Cerebellar white-matter changes in cannabis users with and without schizophrenia.

Author information

1
School of Psychology, University of Wollongong, Australia. nadia@uow.edu.au

Abstract

BACKGROUND:

The cerebellum is rich in cannabinoid receptors and implicated in the neuropathology of schizophrenia. Long-term cannabis use is associated with functional and structural brain changes similar to those evident in schizophrenia, yet its impact on cerebellar structure has not been determined. We examined cerebellar grey and white matter in cannabis users with and without schizophrenia.

METHOD:

Seventeen patients with schizophrenia and 31 healthy controls were recruited; 48% of the healthy group and 47% of the patients were long-term heavy cannabis users (mean 19.7 and 17.9 years near daily use respectively).

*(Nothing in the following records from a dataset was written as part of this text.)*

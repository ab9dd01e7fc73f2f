use serde::{Deserialize, Serialize};

/// Platform capture API, named after the libavdevice demuxer that drives it.
#[derive(Debug, Clone, Copy, PartialEq, Eq, Serialize, Deserialize)]
#[serde(rename_all = "lowercase")]
pub enum CameraBackend {
    V4l2,
    AvFoundation,
    VfwCap,
}

impl CameraBackend {
    /// libavdevice input format name.
    pub fn format_name(&self) -> &'static str {
        match self {
            CameraBackend::V4l2 => "video4linux2",
            CameraBackend::AvFoundation => "avfoundation",
            CameraBackend::VfwCap => "vfwcap",
        }
    }
}

/// One `(backend, device index)` pair to try when opening the camera.
#[derive(Debug, Clone, Copy, PartialEq, Eq, Serialize, Deserialize)]
pub struct CameraCandidate {
    pub backend: CameraBackend,
    pub index: u32,
}

impl CameraCandidate {
    pub fn new(backend: CameraBackend, index: u32) -> Self {
        Self { backend, index }
    }

    /// Device URL in the syntax the backend's demuxer expects.
    pub fn url(&self) -> String {
        match self.backend {
            CameraBackend::V4l2 => format!("/dev/video{}", self.index),
            // Video device only; ":none" skips audio capture.
            CameraBackend::AvFoundation => format!("{}:none", self.index),
            CameraBackend::VfwCap => self.index.to_string(),
        }
    }

    pub fn label(&self) -> String {
        format!("{} {}", self.backend.format_name(), self.url())
    }
}

/// Devices tried in order when no explicit list is configured.
pub fn default_candidates() -> Vec<CameraCandidate> {
    let backend = if cfg!(target_os = "macos") {
        CameraBackend::AvFoundation
    } else if cfg!(target_os = "windows") {
        CameraBackend::VfwCap
    } else {
        CameraBackend::V4l2
    };
    vec![
        CameraCandidate::new(backend, 0),
        CameraCandidate::new(backend, 1),
    ]
}

#[cfg(test)]
mod tests {
    use super::*;
    use rstest::rstest;

    #[rstest]
    #[case::v4l2(CameraBackend::V4l2, 1, "/dev/video1")]
    #[case::avfoundation(CameraBackend::AvFoundation, 0, "0:none")]
    #[case::vfwcap(CameraBackend::VfwCap, 2, "2")]
    fn test_url(#[case] backend: CameraBackend, #[case] index: u32, #[case] expected: &str) {
        assert_eq!(CameraCandidate::new(backend, index).url(), expected);
    }

    #[test]
    fn test_default_candidates_try_first_two_devices() {
        let candidates = default_candidates();
        assert_eq!(candidates.len(), 2);
        assert_eq!(candidates[0].index, 0);
        assert_eq!(candidates[1].index, 1);
        assert_eq!(candidates[0].backend, candidates[1].backend);
    }

    #[test]
    fn test_serde_uses_lowercase_backend_names() {
        let json = serde_json::to_string(&CameraCandidate::new(CameraBackend::AvFoundation, 1)).unwrap();
        assert_eq!(json, r#"{"backend":"avfoundation","index":1}"#);
    }
}
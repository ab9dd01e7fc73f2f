//! The pollable switch handed to the game loop.

use std::sync::atomic::{AtomicBool, Ordering};
use std::sync::{Arc, Mutex, PoisonError};
use std::time::Instant;

use image::RgbImage;

use crate::capture::domain::frame_source::FrameSource;
use crate::capture::infrastructure::ffmpeg_camera::FfmpegCamera;
use crate::capture::infrastructure::mirrored_source::MirroredSource;
use crate::detection::domain::landmark_model::LandmarkModel;
use crate::detection::domain::subject_locator::SubjectLocator;
use crate::detection::infrastructure::onnx_face_mesh_model::OnnxFaceMeshModel;
use crate::detector::config::{ConfigError, DetectorConfig};
use crate::detector::frame_processor::FrameProcessor;
use crate::detector::overlay::OverlayRenderer;
use crate::detector::snapshot::{PreviewImage, SharedSnapshot, Snapshot};
use crate::detector::worker::{DetectorWorker, WorkerParts};
use crate::detector::worker_logger::LogWorkerLogger;
use crate::gesture::domain::direction::Direction;
use crate::gesture::domain::segmenter::GestureSegmenter;
use crate::shared::constants::{FACE_MODEL_NAME, FACE_MODEL_URL, MESH_MODEL_NAME};
use crate::shared::model_resolver::{self, ModelSource};

/// Consumer-facing gesture signal.
///
/// Every accessor is non-blocking apart from a momentary lock, never fails,
/// and returns owned copies. Slots outside `0..max_players()` read as empty.
pub trait GestureSignal: Send + Sync {
    /// Starts the background worker. Later calls do nothing.
    fn start(&self);

    /// Stops the worker, waiting a bounded time for it to exit. Idempotent.
    fn stop(&self);

    fn get_state(&self, slot: usize) -> bool;

    /// One-shot, debounced rising edge of [`get_state`](Self::get_state).
    fn consume_rising_edge(&self, slot: usize) -> bool;

    fn get_direction(&self, slot: usize) -> Option<Direction>;

    fn get_preview(&self) -> Option<PreviewImage>;

    /// Full-resolution annotated frame, only when `show_debug_window` is set.
    fn get_debug_frame(&self) -> Option<RgbImage>;

    fn is_enabled(&self) -> bool;

    fn max_players(&self) -> usize;
}

/// Builds the live detector on the configured camera, or the disabled
/// switch if the configuration or the landmark models are unusable.
pub fn create(config: DetectorConfig) -> Box<dyn GestureSignal> {
    let camera = Box::new(FfmpegCamera::new(config.camera.clone()));
    create_with_source(config, camera)
}

/// Like [`create`], reading frames from `source` instead of the camera.
pub fn create_with_source(
    config: DetectorConfig,
    source: Box<dyn FrameSource>,
) -> Box<dyn GestureSignal> {
    let max_players = config.max_players;
    if let Err(e) = config.validate() {
        log::warn!("Gesture detector disabled: {e}");
        return Box::new(DisabledGestureSwitch::new(max_players));
    }
    let model = match load_landmark_model(&config) {
        Ok(model) => model,
        Err(e) => {
            log::warn!("Gesture detector disabled, landmark model unavailable: {e}");
            return Box::new(DisabledGestureSwitch::new(max_players));
        }
    };
    match CameraGestureSwitch::new(config, source, Box::new(model)) {
        Ok(switch) => Box::new(switch),
        Err(e) => {
            log::warn!("Gesture detector disabled: {e}");
            Box::new(DisabledGestureSwitch::new(max_players))
        }
    }
}

fn load_landmark_model(
    config: &DetectorConfig,
) -> Result<OnnxFaceMeshModel, Box<dyn std::error::Error>> {
    let bundled = config.model_dir.as_deref();
    let face = model_resolver::resolve(
        ModelSource {
            name: FACE_MODEL_NAME,
            url: Some(FACE_MODEL_URL),
        },
        bundled,
        None,
    )?;
    let mesh = match &config.mesh_model {
        Some(path) => path.clone(),
        None => model_resolver::resolve(
            ModelSource {
                name: MESH_MODEL_NAME,
                url: None,
            },
            bundled,
            None,
        )?,
    };
    OnnxFaceMeshModel::new(&face, &mesh, config.detection_confidence)
}

/// Live detector: one worker thread publishing into a shared snapshot.
pub struct CameraGestureSwitch {
    config: DetectorConfig,
    snapshot: SharedSnapshot,
    /// Cleared by the worker if the camera cannot be opened.
    camera_available: Arc<AtomicBool>,
    /// Taken by the first `start`.
    pending: Mutex<Option<WorkerParts>>,
    worker: Mutex<Option<DetectorWorker>>,
}

impl CameraGestureSwitch {
    pub fn new(
        config: DetectorConfig,
        source: Box<dyn FrameSource>,
        model: Box<dyn LandmarkModel>,
    ) -> Result<Self, ConfigError> {
        config.validate()?;

        let source: Box<dyn FrameSource> = if config.mirror {
            Box::new(MirroredSource::new(source))
        } else {
            source
        };
        let processor = FrameProcessor::new(
            SubjectLocator::new(model, config.max_players, config.mouth_pad_px),
            GestureSegmenter::new(config.segmenter_config()),
            OverlayRenderer::new(&config),
            config.max_players,
            config.show_debug_window,
        );
        let camera_available = Arc::new(AtomicBool::new(true));
        let parts = WorkerParts {
            source,
            processor,
            logger: Box::new(LogWorkerLogger::default()),
            capture_retry: config.capture_retry(),
            camera_available: camera_available.clone(),
        };

        Ok(Self {
            snapshot: SharedSnapshot::new(config.max_players),
            camera_available,
            config,
            pending: Mutex::new(Some(parts)),
            worker: Mutex::new(None),
        })
    }
}

impl GestureSignal for CameraGestureSwitch {
    fn start(&self) {
        let Some(parts) = self
            .pending
            .lock()
            .unwrap_or_else(PoisonError::into_inner)
            .take()
        else {
            log::debug!("Gesture detector already started");
            return;
        };
        match DetectorWorker::spawn(parts, self.snapshot.clone()) {
            Ok(worker) => {
                *self.worker.lock().unwrap_or_else(PoisonError::into_inner) = Some(worker);
            }
            Err(e) => log::error!("Failed to spawn gesture detector: {e}"),
        }
    }

    fn stop(&self) {
        let worker = self
            .worker
            .lock()
            .unwrap_or_else(PoisonError::into_inner)
            .take();
        if let Some(worker) = worker {
            if !worker.stop(self.config.stop_timeout()) {
                self.snapshot.with(Snapshot::clear);
            }
        }
    }

    fn get_state(&self, slot: usize) -> bool {
        self.snapshot.with(|s| s.state(slot))
    }

    fn consume_rising_edge(&self, slot: usize) -> bool {
        let debounce = self.config.debounce();
        self.snapshot
            .with(|s| s.consume_rising_edge(slot, Instant::now(), debounce))
    }

    fn get_direction(&self, slot: usize) -> Option<Direction> {
        self.snapshot.with(|s| s.direction(slot))
    }

    fn get_preview(&self) -> Option<PreviewImage> {
        self.snapshot.with(|s| s.preview())
    }

    fn get_debug_frame(&self) -> Option<RgbImage> {
        self.snapshot.with(|s| s.debug_frame())
    }

    fn is_enabled(&self) -> bool {
        self.camera_available.load(Ordering::Relaxed)
    }

    fn max_players(&self) -> usize {
        self.config.max_players
    }
}

/// Stand-in when the detector cannot run: nobody is ever present.
pub struct DisabledGestureSwitch {
    max_players: usize,
}

impl DisabledGestureSwitch {
    pub fn new(max_players: usize) -> Self {
        Self { max_players }
    }
}

impl GestureSignal for DisabledGestureSwitch {
    fn start(&self) {}
    fn stop(&self) {}

    fn get_state(&self, _slot: usize) -> bool {
        false
    }

    fn consume_rising_edge(&self, _slot: usize) -> bool {
        false
    }

    fn get_direction(&self, _slot: usize) -> Option<Direction> {
        None
    }

    fn get_preview(&self) -> Option<PreviewImage> {
        None
    }

    fn get_debug_frame(&self) -> Option<RgbImage> {
        None
    }

    fn is_enabled(&self) -> bool {
        false
    }

    fn max_players(&self) -> usize {
        self.max_players
    }
}
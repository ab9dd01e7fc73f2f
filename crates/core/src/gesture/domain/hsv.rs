//! 8-bit hue/saturation/value in the common machine-vision scale:
//! hue in `[0, 179]` (degrees halved), saturation and value in `[0, 255]`.

use serde::{Deserialize, Serialize};

pub const HUE_MAX: u8 = 179;

#[derive(Clone, Copy, Debug, PartialEq, Eq)]
pub struct Hsv {
    pub h: u8,
    pub s: u8,
    pub v: u8,
}

impl Hsv {
    pub fn from_rgb(rgb: [u8; 3]) -> Self {
        let [r, g, b] = rgb.map(f32::from);
        let max = r.max(g).max(b);
        let min = r.min(g).min(b);
        let delta = max - min;

        let s = if max > 0.0 { delta * 255.0 / max } else { 0.0 };

        let degrees = if delta == 0.0 {
            0.0
        } else if max == r {
            60.0 * (g - b) / delta
        } else if max == g {
            120.0 + 60.0 * (b - r) / delta
        } else {
            240.0 + 60.0 * (r - g) / delta
        };
        let degrees = if degrees < 0.0 { degrees + 360.0 } else { degrees };

        // 359.x degrees rounds up to 180, which wraps to red at 0.
        let h = (degrees / 2.0).round() as u16 % (HUE_MAX as u16 + 1);

        Self {
            h: h as u8,
            s: s.round() as u8,
            v: max as u8,
        }
    }
}

/// Inclusive box in HSV space.
#[derive(Clone, Copy, Debug, PartialEq, Eq, Serialize, Deserialize)]
pub struct HsvBand {
    pub h_min: u8,
    pub h_max: u8,
    pub s_min: u8,
    pub s_max: u8,
    pub v_min: u8,
    pub v_max: u8,
}

impl HsvBand {
    pub const fn new(h: (u8, u8), s: (u8, u8), v: (u8, u8)) -> Self {
        Self {
            h_min: h.0,
            h_max: h.1,
            s_min: s.0,
            s_max: s.1,
            v_min: v.0,
            v_max: v.1,
        }
    }

    pub fn contains(&self, hsv: Hsv) -> bool {
        (self.h_min..=self.h_max).contains(&hsv.h)
            && (self.s_min..=self.s_max).contains(&hsv.s)
            && (self.v_min..=self.v_max).contains(&hsv.v)
    }

    /// Every range is non-empty and hue stays on the 0..=179 scale.
    pub fn is_valid(&self) -> bool {
        self.h_min <= self.h_max
            && self.h_max <= HUE_MAX
            && self.s_min <= self.s_max
            && self.v_min <= self.v_max
    }
}

/// Red just above 0°, with saturation/value floors that reject shadow.
pub const LOW_RED_BAND: HsvBand = HsvBand::new((0, 12), (60, 255), (70, 255));

/// Red/pink just below 360°.
pub const HIGH_RED_BAND: HsvBand = HsvBand::new((160, 179), (60, 255), (70, 255));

Cerebellar measures were extracted from structural 3-T magnetic resonance imaging (MRI) scans using semi-automated methods, and examined using analysis of covariance (ANCOVA) and correlational analyses.

RESULTS:

Cerebellar white-matter volume was reduced in cannabis users with and without schizophrenia compared to healthy non-users, by 29.7% and 23.9% respectively, and by 17.7% in patients without cannabis use. Healthy cannabis users did not differ in white-matter volume from either of the schizophrenia groups. There were no group differences in cerebellar grey matter or total volumes. Total cerebellar volume decreased as a function of duration of cannabis use in the healthy users. Psychotic symptoms and illness duration correlated with cerebellar measures differentially between patients with and without cannabis use.

CONCLUSIONS:

Long-term heavy cannabis use in healthy individuals is associated with smaller cerebellar white-matter volume similar to that observed in schizophrenia. Reduced volumes were even more pronounced in patients with schizophrenia who use cannabis. Cannabis use may alter the course of brain maturational processes associated with schizophrenia.

PMID:
21466751
DOI:
10.1017/S003329171100050X
[Indexed for MEDLINE]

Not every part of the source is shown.